La faille présente sur le programme Intel AMT (pour Active Management
Technology) «permet à un hacker disposant d’un accès physique à l’appareil de
le pirater en moins de 30 secondes», explique F-Secure dans un communiqué,
ajoutant qu’«elle affecte (…) potentiellement des millions d’ordinateurs
portables dans le monde».
«Simplicité effarante»
Cette vulnérabilité est «d’une simplicité presque effarante, mais son
potentiel destructeur est incroyable», déclare Harry Sintonen, le consultant
de F-Secure qui l’a découverte. «En pratique, cette faille peut donner au
hacker le contrôle total sur l’ordinateur portable concerné, et ce, en dépit
des mesures de sécurité les plus pointues.»
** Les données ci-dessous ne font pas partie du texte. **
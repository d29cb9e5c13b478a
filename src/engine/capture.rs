use std::io::{self, Write};

/// In-memory sink receiving an engine's protocol output for one query.
///
/// Each query owns a fresh capture; nothing written here reaches any other
/// output channel, and the buffer is dropped once scanned.
#[derive(Debug, Default)]
pub struct CapturedOutput {
    buf: Vec<u8>,
}

impl CapturedOutput {
    #[must_use]
    pub fn new() -> Self {
        Self::default()
    }

    #[must_use]
    pub fn len(&self) -> usize {
        self.buf.len()
    }

    #[must_use]
    pub fn is_empty(&self) -> bool {
        self.buf.is_empty()
    }

    /// Captured text, with invalid UTF-8 replaced.
    #[must_use]
    pub fn into_text(self) -> String {
        match String::from_utf8(self.buf) {
            Ok(text) => text,
            Err(e) => String::from_utf8_lossy(e.as_bytes()).into_owned(),
        }
    }
}

impl Write for CapturedOutput {
    fn write(&mut self, data: &[u8]) -> io::Result<usize> {
        self.buf.extend_from_slice(data);
        Ok(data.len())
    }

    fn flush(&mut self) -> io::Result<()> {
        Ok(())
    }
}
Un pirate qui a l’ordinateur en main peut sans peine modifier la
configuration d’Intel AMT et ensuite accéder au système de commande à
distance, sans avoir à entrer aucun mot de passe.
Il lui suffit, explique F-Secure, de redémarrer (ou d’allumer)
l’ordinateur en question, puis d’appuyer sur les touches Ctrl et P pendant le
démarrage, sans avoir à entrer aucun mot de passe. Il aura ensuite à se
connecter au module de gestion d’Intel AMT avec le mot de passe par défaut
«admin» –puisque, la plupart du temps, cette valeur par défaut n’est pas
personnalisée–, avant de modifier le mot de passe et d’activer l’option
d’accès à distance.
Action rapide
Même si la cyberattaque initiale nécessite un accès physique, elle peut
être réalisée très rapidement, selon Harry Sintonen: «Vous laissez votre
ordinateur portable dans votre chambre d’hôtel, le temps d’aller boire un
verre. Le pirate entre alors par effraction et reconfigure votre appareil en
moins d’une minute. Il peut ensuite y accéder chaque fois que vous utilisez
le réseau wifi de l’hôtel. Et puisque l’ordinateur se connecte au VPN (réseau
privé virtuel, ndlr) de votre entreprise, le pirate peut accéder aux
ressources de celle-ci.»
La vulnérabilité «affecte la plupart, sinon tous, les ordinateurs
portables» utilisant Intel AMT, selon F-Secure. Intel a bien sûr été prévenu,
a relevé la société finlandaise. «Ne laissez jamais votre ordinateur portable
sans surveillance dans un endroit non sécurisé, notamment dans les lieux
publics», exhorte F-Secure, qui conseille évidemment de modifier le mot de
passe d’AMT.
Recommandations publiées
Intel a réagi en disant avoir justement recommandé à plusieurs reprises de
changer ce mot de passe. «Nous nous réjouissons que des chercheurs aient
attiré l’attention sur le fait que certains fabricants de systèmes n’ont pas
configuré leurs systèmes pour protéger le module de gestion» d’AMT quand ils
l’intègrent dans leurs produits, a indiqué un porte-parole à l’AFP.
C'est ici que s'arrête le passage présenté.